The tale of the heath hen is a Vineyard story. In a Gazette article published April 21, 1933, this lament was written: “Somewhere on the great plain of Martha’s Vineyard death and the heath hen have met. One day, just as usual, there was a bird called the heath hen, and the next day there was none.”

If the prose seems over the top, consider that the heath hen had become extinct a year prior, the last known living specimen a rowdy fellow called Booming Ben, who lived in the Manuel F. Correllus State Forest. But then was no more. A statue stands there in his honor — tall and strong, looming over a forest bike path as both an elegy and an omen.

But why all this talk about the heath hen in the here and now? Because the Martha’s Vineyard Museum is hosting a Heath Hen Day event on Saturday, March 11 to commemorate the anniversary of the last sighting of Booming Ben, on March 11, 1932.

The day begins at 10 a.m. and runs to 4 p.m. with all manner of hands-on activities to celebrate the species, which was part of the prairie grouse family and once roamed in great numbers up and down the eastern seaboard. But during the 1800s the heath hen was wiped out, until by 1870 the remaining few lived only on Martha’s Vineyard.
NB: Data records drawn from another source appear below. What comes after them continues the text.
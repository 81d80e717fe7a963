//! Environment bootstrap: installs the configuration-management tool and
//! applies the machine manifest.

use std::borrow::Cow;

use camino::Utf8Path;
use shell_escape::unix::escape;
use tracing::{debug, info, warn};

use super::{OpResult, Provisioner, ProvisioningError};
use crate::assets::{BootstrapAssets, REMOTE_INSTALLER_PATH, REMOTE_MANIFEST_PATH};
use crate::channel::{RemoteChannel, RemoteHost};
use crate::gateway::{InstanceStatus, ProviderGateway};
use crate::policy::{Cancelled, pause};

/// Command that runs the installer from the login home with elevated
/// privilege, then removes it.
#[must_use]
pub fn install_command() -> String {
    let installer = escape(Cow::Borrowed(REMOTE_INSTALLER_PATH));
    format!("cd; sudo chmod u+x {installer}; sudo ./{installer}; rm {installer};")
}

/// Command that applies the manifest from the login home, then removes it.
#[must_use]
pub fn apply_command() -> String {
    let manifest = escape(Cow::Borrowed(REMOTE_MANIFEST_PATH));
    format!("cd; sudo puppet apply {manifest}; rm {manifest};")
}

impl<G, C> Provisioner<G, C>
where
    G: ProviderGateway,
    C: RemoteChannel,
{
    /// Installs the configuration-management tool and applies the manifest
    /// selected by the configured OS tag.
    ///
    /// The instance is made reachable first if it is not already. Remote
    /// command failures and non-zero exits are logged and do not abort the
    /// bootstrap; failed file transfers do. The operation may be repeated.
    ///
    /// # Errors
    ///
    /// Returns [`ProvisioningError::Asset`] when the assets are missing,
    /// [`ProvisioningError::Transfer`] when a file cannot be copied,
    /// [`ProvisioningError::NoAddress`] when the instance has no public
    /// address, and any error of [`Provisioner::ensure_reachable`].
    pub async fn bootstrap_environment(&mut self) -> OpResult<(), G> {
        let address = self.ensure_reachable().await?;
        let instance_id = self.state.instance_id().to_owned();
        if address.is_empty() {
            return Err(ProvisioningError::NoAddress { instance_id });
        }
        let assets = BootstrapAssets::locate(&self.config.os_assets_dir())?;
        let host = self.channel.host_for(&address);

        info!(
            instance_id = %instance_id,
            os_tag = %self.config.os_tag,
            "installing configuration management"
        );
        self.channel
            .send_file(&host, assets.installer(), REMOTE_INSTALLER_PATH)
            .map_err(ProvisioningError::Transfer)?;
        self.run_logged(&host, &install_command());

        self.await_reboot(&instance_id).await?;

        info!(instance_id = %instance_id, "applying manifest");
        let staged = assets.stage_manifest(Utf8Path::new(&self.config.scratch_dir))?;
        self.channel
            .send_file(&host, staged.path(), REMOTE_MANIFEST_PATH)
            .map_err(ProvisioningError::Transfer)?;
        self.run_logged(&host, &apply_command());
        drop(staged);

        self.state.mark_bootstrapped();
        info!(instance_id = %instance_id, "environment bootstrapped");
        Ok(())
    }

    /// Waits for the instance to report `running` again after the installer,
    /// which may reboot it. Exhausting the poll is logged, not fatal, and
    /// status query failures count as "not yet back".
    async fn await_reboot(&self, instance_id: &str) -> Result<(), Cancelled> {
        let poll = self.policy.reboot;
        for attempt in 1..=poll.max_attempts {
            pause(poll.interval, &self.cancel).await?;
            match self.gateway.describe_status(instance_id).await {
                Ok(InstanceStatus::Running) => {
                    debug!(instance_id, attempt, "instance running after installer");
                    return Ok(());
                }
                Ok(status) => debug!(instance_id, attempt, %status, "waiting for instance"),
                Err(err) => debug!(instance_id, attempt, error = %err, "status check failed"),
            }
        }
        warn!(
            instance_id,
            attempts = poll.max_attempts,
            "instance did not report running after the installer, continuing"
        );
        Ok(())
    }

    fn run_logged(&self, host: &RemoteHost, command: &str) {
        match self.channel.run_command(host, command) {
            Ok(output) => {
                if self.verbosity.shows_output() {
                    debug!(command, output = %output.combined(), "remote command output");
                }
                if !output.is_success() {
                    warn!(
                        command,
                        exit_code = ?output.exit_code,
                        stderr = %output.stderr.trim(),
                        "remote command exited unsuccessfully"
                    );
                }
            }
            Err(err) => warn!(command, error = %err, "remote command failed"),
        }
    }
}
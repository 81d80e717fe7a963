//! Extraction of scalar values from EC2 Query API XML responses.
//!
//! Every helper returns a whitespace-trimmed string, empty when the value is
//! absent from the response.

use roxmltree::{Document, Node};

/// Parses `body` into a document, reporting the parser message on failure.
pub(crate) fn parse(body: &str) -> Result<Document<'_>, String> {
    Document::parse(body).map_err(|err| err.to_string())
}

fn child<'a, 'input>(node: Node<'a, 'input>, name: &str) -> Option<Node<'a, 'input>> {
    node.children()
        .find(|candidate| candidate.is_element() && candidate.tag_name().name() == name)
}

fn children<'a, 'input: 'a>(
    node: Node<'a, 'input>,
    name: &'a str,
) -> impl Iterator<Item = Node<'a, 'input>> + 'a {
    node.children()
        .filter(move |candidate| candidate.is_element() && candidate.tag_name().name() == name)
}

fn text_of(node: Option<Node<'_, '_>>) -> String {
    node.and_then(|found| found.text())
        .map(str::trim)
        .unwrap_or_default()
        .to_owned()
}

fn first_descendant<'a, 'input>(doc: &'a Document<'input>, name: &str) -> Option<Node<'a, 'input>> {
    doc.descendants()
        .find(|candidate| candidate.is_element() && candidate.tag_name().name() == name)
}

/// `DescribeInstanceStatus`: state name of the first status record.
pub(crate) fn instance_state_name(doc: &Document<'_>) -> String {
    let state = first_descendant(doc, "instanceStatusSet")
        .and_then(|set| child(set, "item"))
        .and_then(|item| child(item, "instanceState"))
        .and_then(|state| child(state, "name"));
    text_of(state)
}

/// `RunInstances`: identifier of the first launched instance.
pub(crate) fn launched_instance_id(doc: &Document<'_>) -> String {
    let id = first_descendant(doc, "instancesSet")
        .and_then(|set| child(set, "item"))
        .and_then(|item| child(item, "instanceId"));
    text_of(id)
}

/// A single instance entry from a `DescribeInstances` response.
#[derive(Clone, Debug, Default, Eq, PartialEq)]
pub(crate) struct InstanceEntry {
    pub(crate) instance_id: String,
    pub(crate) state: String,
    pub(crate) public_ip: String,
}

/// `DescribeInstances`: every instance across all reservations, in order.
pub(crate) fn described_instances(doc: &Document<'_>) -> Vec<InstanceEntry> {
    let Some(reservations) = first_descendant(doc, "reservationSet") else {
        return Vec::new();
    };
    children(reservations, "item")
        .filter_map(|reservation| child(reservation, "instancesSet"))
        .flat_map(|set| children(set, "item"))
        .map(|instance| InstanceEntry {
            instance_id: text_of(child(instance, "instanceId")),
            state: text_of(child(instance, "instanceState").and_then(|state| child(state, "name"))),
            public_ip: text_of(child(instance, "ipAddress")),
        })
        .collect()
}

/// Error code and message from an error response.
pub(crate) fn api_error(doc: &Document<'_>) -> Option<(String, String)> {
    let error = first_descendant(doc, "Error")?;
    Some((
        text_of(child(error, "Code")),
        text_of(child(error, "Message")),
    ))
}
During subsequent decades the Vineyard colony died off too — from loss of habitat, predation, inbreeding — until only Booming Ben remained and the Island watched and chronicled the last of an entire species.

The event will lift up the story of the heath hen and also shed light on other endangered species. Special guests from Felix Neck will be on hand too, which could mean all manner of beak and talon.